В работе «За вышиваньем», проникнутой мягким солнечным светом, натура узнается легко: на деревянной веранде флигеля Елена Мусатова, склонившаяся над пяльцами на фоне зелено-золотой листвы. Столько прелести в этой темноволосой головке, в лице, розовеющем румянцем, в плавных линиях, очерчивающих пышное и вместе с тем простенькое платье. Да и сам девичий тип — миловидный, нежный и простой. Его недаром будут сравнивать с пушкинской «барышней-крестьянкой». Вся сценка полна домашнего тепла и молодой свежести. Это же обаяние «русской душою» пушкинской Татьяны есть и в девичьем облике картины «Весна».

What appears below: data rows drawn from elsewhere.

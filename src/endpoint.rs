//! Declarative description of a single HTTP call.

use http::Method;
use serde_json::{Map, Value};
use std::collections::HashMap;

/// A parameter map with insertion order and last-write-wins per key.
pub type Params = Map<String, Value>;

/// Everything needed to build one request against a client's base URL.
///
/// Endpoints are plain values. The mutators only ever insert or overwrite a
/// single entry; nothing is validated until the request is built.
///
/// # Examples
///
/// ```
/// use lightnet::Endpoint;
///
/// let endpoint = Endpoint::post("/api/patients")
///     .with_url_param("site", 12)
///     .with_body_param("name", "Ada")
///     .with_header("Accept-Encoding", "gzip");
///
/// assert_eq!(endpoint.path(), "/api/patients");
/// assert_eq!(endpoint.url_params()["site"], 12);
/// assert_eq!(endpoint.body_params().unwrap()["name"], "Ada");
/// ```
#[derive(Debug, Clone, PartialEq)]
pub struct Endpoint {
    path: String,
    method: Method,
    url_params: Params,
    body_params: Option<Params>,
    headers: HashMap<String, String>,
}

impl Endpoint {
    /// Creates a GET endpoint for `path`, relative to the client's base URL.
    pub fn new(path: impl Into<String>) -> Self {
        Self {
            path: path.into(),
            method: Method::GET,
            url_params: Params::new(),
            body_params: None,
            headers: HashMap::new(),
        }
    }

    /// Creates a GET endpoint.
    pub fn get(path: impl Into<String>) -> Self {
        Self::new(path)
    }

    /// Creates a POST endpoint.
    pub fn post(path: impl Into<String>) -> Self {
        Self::new(path).with_method(Method::POST)
    }

    /// Sets the HTTP method.
    pub fn with_method(mut self, method: Method) -> Self {
        self.method = method;
        self
    }

    /// Inserts or overwrites a URL query parameter.
    pub fn add_url_param(&mut self, name: impl Into<String>, value: impl Into<Value>) {
        self.url_params.insert(name.into(), value.into());
    }

    /// Inserts or overwrites a body parameter, creating the body map on first use.
    pub fn add_body_param(&mut self, name: impl Into<String>, value: impl Into<Value>) {
        self.body_params
            .get_or_insert_with(Params::new)
            .insert(name.into(), value.into());
    }

    /// Inserts or overwrites an extra HTTP header.
    pub fn add_header(&mut self, name: impl Into<String>, value: impl Into<String>) {
        self.headers.insert(name.into(), value.into());
    }

    /// Builder form of [`add_url_param`](Self::add_url_param).
    pub fn with_url_param(mut self, name: impl Into<String>, value: impl Into<Value>) -> Self {
        self.add_url_param(name, value);
        self
    }

    /// Builder form of [`add_body_param`](Self::add_body_param).
    pub fn with_body_param(mut self, name: impl Into<String>, value: impl Into<Value>) -> Self {
        self.add_body_param(name, value);
        self
    }

    /// Builder form of [`add_header`](Self::add_header).
    pub fn with_header(mut self, name: impl Into<String>, value: impl Into<String>) -> Self {
        self.add_header(name, value);
        self
    }

    /// Adds multiple URL query parameters.
    pub fn with_url_params<K, V>(mut self, params: impl IntoIterator<Item = (K, V)>) -> Self
    where
        K: Into<String>,
        V: Into<Value>,
    {
        for (name, value) in params {
            self.add_url_param(name, value);
        }
        self
    }

    /// The path appended to the base URL.
    pub fn path(&self) -> &str {
        &self.path
    }

    /// The HTTP method.
    pub fn method(&self) -> &Method {
        &self.method
    }

    /// Query parameters in insertion order.
    pub fn url_params(&self) -> &Params {
        &self.url_params
    }

    /// Body parameters, if any were ever added.
    pub fn body_params(&self) -> Option<&Params> {
        self.body_params.as_ref()
    }

    /// Extra headers supplied by the caller.
    pub fn headers(&self) -> &HashMap<String, String> {
        &self.headers
    }
}

#[cfg(test)]
mod tests {
    use super::*;
    use serde_json::json;

    #[test]
    fn test_new_endpoint_is_bare_get() {
        let endpoint = Endpoint::new("/ping");
        assert_eq!(endpoint.method(), &Method::GET);
        assert!(endpoint.url_params().is_empty());
        assert!(endpoint.body_params().is_none());
        assert!(endpoint.headers().is_empty());
    }

    #[test]
    fn test_url_param_overwrite_keeps_position() {
        let endpoint = Endpoint::get("/")
            .with_url_param("a", 1)
            .with_url_param("b", 2)
            .with_url_param("a", 3);

        let keys: Vec<_> = endpoint.url_params().keys().cloned().collect();
        assert_eq!(keys, ["a", "b"]);
        assert_eq!(endpoint.url_params()["a"], json!(3));
    }

    #[test]
    fn test_add_body_param_creates_map_lazily() {
        let mut endpoint = Endpoint::post("/items");
        assert!(endpoint.body_params().is_none());

        endpoint.add_body_param("name", "widget");
        endpoint.add_body_param("count", 4);

        let body = endpoint.body_params().unwrap();
        assert_eq!(body.len(), 2);
        assert_eq!(body["count"], json!(4));
    }

    #[test]
    fn test_header_overwrite() {
        let endpoint = Endpoint::get("/")
            .with_header("X-Trace", "one")
            .with_header("X-Trace", "two");
        assert_eq!(endpoint.headers().get("X-Trace").map(String::as_str), Some("two"));
    }

    #[test]
    fn test_clone_is_independent() {
        let original = Endpoint::get("/").with_url_param("q", "a");
        let mut copy = original.clone();
        copy.add_url_param("q", "b");
        assert_eq!(original.url_params()["q"], json!("a"));
    }
}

Начатая и оставленная три года назад, «Весна» только теперь, в 1901-м, завершена Мусатовым: все былые мотивы, подаренные ему цветением родного сада, начиная с «Майских цветов» 1894 года, нашли здесь более глубокое, а не наивно-декоративное, как прежде, отражение. Да и прежнюю композицию 1898 года Мусатов не просто изменил — наполнил ее новым дыханием. Иначе и быть не могло: ведь случилось так, что эта весна расцвела в его творчестве после «Осеннего мотива». И в работах этого времени начинает проступать тонкая, музыкальная связь «мусатовских весен» и «осени», выражающая сложное, еле уловимое и переходное состояние человеческой души.

«…Боль в моем сердце разрастается все больше… Мне слезы застилают свет луны. Мне каждый уголок сада, каждый майский день и вечер твердят, что я здесь лишний…»

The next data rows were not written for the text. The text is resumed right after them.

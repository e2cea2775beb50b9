//! Request and response logging through `tracing`.
//!
//! The logger is a pure observer: it never fails and never alters what it
//! sees. Its [`LogLevel`] is fixed when the client is built.

use crate::request::WireRequest;
use http::StatusCode;
use url::Url;

/// How much of each exchange the network logger records.
#[derive(Debug, Clone, Copy, PartialEq, Eq, PartialOrd, Ord, Hash, Default)]
pub enum LogLevel {
    /// Nothing is logged.
    #[default]
    Off,
    /// Request line, headers and body; response status and URL.
    Info,
    /// Everything in `Info` plus the response body, pretty-printed when it is JSON.
    Debug,
}

#[derive(Debug, Clone, Copy)]
pub(crate) struct NetworkLogger {
    level: LogLevel,
}

impl NetworkLogger {
    pub(crate) fn new(level: LogLevel) -> Self {
        Self { level }
    }

    pub(crate) fn level(&self) -> LogLevel {
        self.level
    }

    pub(crate) fn log_request(&self, request: &WireRequest) {
        if self.level == LogLevel::Off {
            return;
        }

        let headers = request
            .headers
            .iter()
            .map(|(name, value)| format!("{}: {}", name, String::from_utf8_lossy(value.as_bytes())))
            .collect::<Vec<_>>()
            .join(", ");

        // Binary bodies (multipart uploads) are summarized by size only.
        let body = request
            .body
            .as_deref()
            .and_then(|b| std::str::from_utf8(b).ok());

        tracing::info!(
            method = %request.method,
            url = %request.url,
            headers = %headers,
            body = body.unwrap_or_default(),
            body_bytes = request.body.as_ref().map_or(0, |b| b.len()),
            "Outgoing request"
        );
    }

    pub(crate) fn log_response(&self, status: StatusCode, url: &Url, body: Option<&[u8]>) {
        if self.level == LogLevel::Off {
            return;
        }

        tracing::info!(
            status = status.as_u16(),
            url = %url,
            body_bytes = body.map_or(0, <[u8]>::len),
            "Received response"
        );

        if self.level == LogLevel::Debug {
            if let Some(body) = body {
                tracing::debug!(body = %pretty_body(body), "Response body");
            }
        }
    }
}

/// Pretty-printed JSON if `body` parses as JSON, lossy UTF-8 text otherwise.
fn pretty_body(body: &[u8]) -> String {
    serde_json::from_slice::<serde_json::Value>(body)
        .ok()
        .and_then(|value| serde_json::to_string_pretty(&value).ok())
        .unwrap_or_else(|| String::from_utf8_lossy(body).into_owned())
}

И в те же дни минувшей его любви — другое признание:

«Я у открытого окна. Сумерки начинают сгущаться. Аромат сирени все сильнее охватывает меня. Чувствую избыток энергии и радости при бесконечном любовании весенней жизнью. Мне хочется все это писать, писать, писать…»

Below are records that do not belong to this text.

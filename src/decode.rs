//! JSON decoding of validated response bodies.

use crate::{Error, Result};
use serde::de::DeserializeOwned;

/// Decodes JSON bytes into `T`.
///
/// Absent bytes and malformed JSON both fail with [`Error::DecodingFailed`];
/// the raw text is kept on the error for debugging.
///
/// ```
/// use lightnet::decode;
/// use serde::Deserialize;
///
/// #[derive(Deserialize)]
/// struct Site { id: u32 }
///
/// let site: Site = decode(Some(br#"{"id": 7}"#.as_slice())).unwrap();
/// assert_eq!(site.id, 7);
/// assert!(decode::<Site>(None).is_err());
/// ```
pub fn decode<T: DeserializeOwned>(data: Option<&[u8]>) -> Result<T> {
    let data = data.ok_or_else(|| Error::DecodingFailed {
        raw_response: String::new(),
        serde_error: "no data to decode".to_string(),
    })?;

    serde_json::from_slice(data).map_err(|e| {
        let raw_response = String::from_utf8_lossy(data).into_owned();
        tracing::error!(
            error = %e,
            raw_response = %raw_response,
            "Failed to decode response"
        );
        Error::DecodingFailed {
            raw_response,
            serde_error: e.to_string(),
        }
    })
}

Но радость не полностью заглушала боль. Он вновь, как и несколько лет назад, глядел из окна на цветущие вишни, и ему казалось, что и на него светло и печально глядит оттуда чей-то взгляд… Белым-белы ветви вишен на фоне флигеля, порозовевшего от вечерней зари. А глубина сада уже погружается в прохладный полусумрак. Мимо расцветших деревьев по молодой траве с пушистыми шариками одуванчиков идет девушка. Она отвернулась, но именно ее взором увиден и одухотворен весь пейзаж. Как будто зарей ушедшей юности освещены стены родного дома. В приостановившемся движении — задумчивый мотив растворения в природе. Не веселит солнце, если оно горит в луче заката, и весна — грустна, если в ней память отснявших весен…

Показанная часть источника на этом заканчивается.